PROBLEM STATEMENT:
In the data that follows, count the lines in which the word "async" occurs, and report that figure alone.

[Stored data entries]
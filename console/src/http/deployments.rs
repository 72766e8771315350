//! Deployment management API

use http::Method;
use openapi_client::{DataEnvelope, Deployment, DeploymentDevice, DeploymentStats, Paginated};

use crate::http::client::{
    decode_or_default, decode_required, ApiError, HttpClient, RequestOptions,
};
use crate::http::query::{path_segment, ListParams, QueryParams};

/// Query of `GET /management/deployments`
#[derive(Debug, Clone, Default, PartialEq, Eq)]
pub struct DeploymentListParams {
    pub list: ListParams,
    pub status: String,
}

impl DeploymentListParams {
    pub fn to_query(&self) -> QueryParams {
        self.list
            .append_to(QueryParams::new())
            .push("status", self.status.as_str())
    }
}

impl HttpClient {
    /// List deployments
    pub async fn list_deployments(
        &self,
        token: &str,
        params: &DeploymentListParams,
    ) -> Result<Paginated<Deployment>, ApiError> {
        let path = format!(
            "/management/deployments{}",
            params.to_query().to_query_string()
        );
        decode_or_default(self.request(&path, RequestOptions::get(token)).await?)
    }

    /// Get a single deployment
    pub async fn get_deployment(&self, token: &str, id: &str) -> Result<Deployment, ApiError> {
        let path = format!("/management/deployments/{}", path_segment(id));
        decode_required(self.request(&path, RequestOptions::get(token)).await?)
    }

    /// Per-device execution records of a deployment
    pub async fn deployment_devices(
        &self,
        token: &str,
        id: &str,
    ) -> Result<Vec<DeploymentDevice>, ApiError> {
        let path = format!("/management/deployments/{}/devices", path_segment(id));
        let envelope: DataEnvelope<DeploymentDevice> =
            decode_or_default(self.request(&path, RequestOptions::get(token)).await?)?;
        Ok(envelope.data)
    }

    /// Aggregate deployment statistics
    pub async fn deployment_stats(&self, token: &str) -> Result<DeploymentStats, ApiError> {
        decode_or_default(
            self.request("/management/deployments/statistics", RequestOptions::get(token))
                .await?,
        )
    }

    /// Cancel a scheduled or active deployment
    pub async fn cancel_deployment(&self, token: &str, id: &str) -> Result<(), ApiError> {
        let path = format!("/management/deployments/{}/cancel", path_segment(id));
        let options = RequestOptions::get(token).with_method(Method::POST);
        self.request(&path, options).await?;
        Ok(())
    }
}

WRITTEN SOLUTION:
5